Building my understanding of the issue from (First PSU – need help with capacitor size) (especially the comments/ripple wiki/several capacitor sizing webpages) the calculation for rectifying a full wave bridge rectifier at 50A 16V should be:

$$\frac{50A}{2 * 60Hz * 2V (Ripple)} = .208333$$
Converting from F to uF, I get $$.208333*10^6=208,333uF$$

So I should get a filter capacitor close to 0.21000uF at greater than 30V (Peak/rounded/safety margin)? This is my first time doing such calculations, are there any glaring errors? I know that the person several people struggled with some of the complexity, and I'm not sure if my interpretation of some of the variables (particularly dV) is correct.

Best Answer

Err, no, I think your last step there is off.

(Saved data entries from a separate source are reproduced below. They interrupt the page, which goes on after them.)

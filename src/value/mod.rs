pub mod formatter;

use crate::interpreter::focus::FocusItem;
use compact_str::{format_compact, CompactString, ToCompactString};

#[derive(Debug, Clone, PartialEq)]
pub enum Value {
    Undefined,
    Number(f64),
    String(CompactString),
    List(Vec<Value>),
    Plant(Plant),
    Leaf(Leaf),
    Error(LanguageError),
    Fault(HostFault),
    Item(Box<FocusItem>),
    Opaque(CompactString),
}

impl Value {
    pub fn empty_string() -> Self {
        Self::String(CompactString::default())
    }

    /// Numeric view of the value. Strings holding a decimal number coerce.
    pub fn as_number(&self) -> Option<f64> {
        match self {
            Self::Number(v) => Some(*v),
            Self::String(text) => coerce_number(text),
            _ => None,
        }
    }

    pub fn is_numeric(&self) -> bool {
        self.as_number().is_some()
    }
}

/// Parses `text` as a number the way the language does for display and arithmetic.
///
/// Surrounding whitespace is ignored. Blank text is not a number, and neither
/// are spellings like `inf` or `NaN`; only `Infinity` is accepted by name.
pub fn coerce_number(text: &str) -> Option<f64> {
    let text = text.trim();
    match text {
        "" => None,
        "Infinity" | "+Infinity" => Some(f64::INFINITY),
        "-Infinity" => Some(f64::NEG_INFINITY),
        _ if text
            .chars()
            .all(|c| c.is_ascii_digit() || matches!(c, '+' | '-' | '.' | 'e' | 'E')) =>
        {
            text.parse::<f64>().ok()
        }
        _ => None,
    }
}

pub fn number_text(value: f64) -> CompactString {
    if value.is_nan() {
        CompactString::new("NaN")
    } else if value.is_infinite() {
        if value > 0.0 {
            CompactString::new("Infinity")
        } else {
            CompactString::new("-Infinity")
        }
    } else if value == 0.0 {
        CompactString::new("0")
    } else if !(1e-6..1e21).contains(&value.abs()) {
        let text = format_compact!("{value:e}");
        match text.split_once('e') {
            Some((mantissa, exponent)) if !exponent.starts_with('-') => {
                format_compact!("{mantissa}e+{exponent}")
            }
            _ => text,
        }
    } else {
        format_compact!("{value}")
    }
}

impl std::fmt::Display for Value {
    fn fmt(&self, f: &mut std::fmt::Formatter<'_>) -> std::fmt::Result {
        match self {
            Self::Undefined => write!(f, "undefined"),
            Self::Number(v) => write!(f, "{}", number_text(*v)),
            Self::String(v) => write!(f, "{v}"),
            Self::List(values) => {
                for (index, value) in values.iter().enumerate() {
                    if index > 0 {
                        write!(f, ",")?;
                    }
                    write!(f, "{value}")?;
                }
                Ok(())
            }
            Self::Plant(plant) => {
                for (index, leaf) in plant.leaves().iter().enumerate() {
                    if index > 0 {
                        write!(f, ",")?;
                    }
                    write!(f, "{leaf}")?;
                }
                Ok(())
            }
            Self::Leaf(leaf) => write!(f, "{leaf}"),
            Self::Error(error) => write!(f, "{}", error.message),
            Self::Fault(fault) => write!(f, "{}", fault.message),
            Self::Item(item) => write!(f, "{}", item.working),
            Self::Opaque(text) => write!(f, "{text}"),
        }
    }
}

impl From<f64> for Value {
    fn from(value: f64) -> Self {
        Self::Number(value)
    }
}

impl From<&str> for Value {
    fn from(value: &str) -> Self {
        Self::String(value.to_compact_string())
    }
}

impl From<CompactString> for Value {
    fn from(value: CompactString) -> Self {
        Self::String(value)
    }
}

impl From<Vec<Value>> for Value {
    fn from(value: Vec<Value>) -> Self {
        Self::List(value)
    }
}

impl From<FocusItem> for Value {
    fn from(value: FocusItem) -> Self {
        Self::Item(Box::new(value))
    }
}

impl From<LanguageError> for Value {
    fn from(value: LanguageError) -> Self {
        Self::Error(value)
    }
}

impl From<Leaf> for Value {
    fn from(value: Leaf) -> Self {
        Self::Leaf(value)
    }
}

impl From<Plant> for Value {
    fn from(value: Plant) -> Self {
        Self::Plant(value)
    }
}

/// An error raised by the language itself. It is plain data: it can sit in a
/// working value or in the outputs like any other value.
#[derive(Debug, Clone, PartialEq)]
pub struct LanguageError {
    pub message: CompactString,
}

impl LanguageError {
    /// Builds the message from `template`, see [`formatter::format`].
    pub fn new(template: &str, substitutions: &[Value], line: u32) -> Self {
        Self {
            message: formatter::format(
                template,
                substitutions,
                &formatter::BasicFormatter,
                line,
            )
            .into(),
        }
    }
}

/// A host-level error captured for display.
#[derive(Debug, Clone, PartialEq)]
pub struct HostFault {
    pub message: CompactString,
    pub trace: Vec<CompactString>,
}

/// Ordered mapping of field name to value.
#[derive(Debug, Clone, PartialEq, Default)]
pub struct Leaf {
    fields: Vec<(CompactString, Value)>,
}

impl Leaf {
    pub fn new() -> Self {
        Self::default()
    }

    pub fn with(mut self, name: &str, value: impl Into<Value>) -> Self {
        self.insert(name, value);
        self
    }

    /// Replaces the value of an existing field in place, otherwise appends.
    pub fn insert(&mut self, name: &str, value: impl Into<Value>) {
        let value = value.into();
        match self.fields.iter().position(|(field, _)| field == name) {
            Some(index) => self.fields[index].1 = value,
            None => self.fields.push((name.to_compact_string(), value)),
        }
    }

    pub fn get(&self, name: &str) -> Option<&Value> {
        self.fields
            .iter()
            .find(|(field, _)| field == name)
            .map(|(_, value)| value)
    }

    pub fn fields(&self) -> impl Iterator<Item = (&str, &Value)> {
        self.fields.iter().map(|(name, value)| (name.as_str(), value))
    }
}

impl std::fmt::Display for Leaf {
    fn fmt(&self, f: &mut std::fmt::Formatter<'_>) -> std::fmt::Result {
        write!(f, "{{")?;
        for (index, (name, value)) in self.fields().enumerate() {
            if index > 0 {
                write!(f, ",")?;
            }
            write!(f, "{name}={value}")?;
        }
        write!(f, "}}")
    }
}

#[derive(Debug, Clone, PartialEq, Default)]
pub struct Plant {
    leaves: Vec<Leaf>,
}

impl Plant {
    pub fn new(leaves: Vec<Leaf>) -> Self {
        Self { leaves }
    }

    pub fn push(&mut self, leaf: Leaf) {
        self.leaves.push(leaf);
    }

    pub fn leaves(&self) -> &[Leaf] {
        &self.leaves
    }
}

$$ \frac{50\text{A}}{2\cdot 60\text{Hz}\cdot 2\text{V}} = 0.2083\text{F} = 208333\mu\text{F} $$

That's a huge capacitor. Or, more likely, huge bank of capacitors. (Edit: as it turns out, there are plenty of capacitors > 200mF and > 35V. However, they are expensive, and about the size of a Mason jar.)

Are you sure you want to be designing a 50A bridge rectifier? There are likely better ways to design a 50A AC-DC converter.

Also, how crucial is the 16V output? I'm guessing the 16V accounts for voltage drop on a regulator, so does 15V regulated out work? Because there are power supplies that can provide 15V @ 50+ A (see this XP Power PSU for example).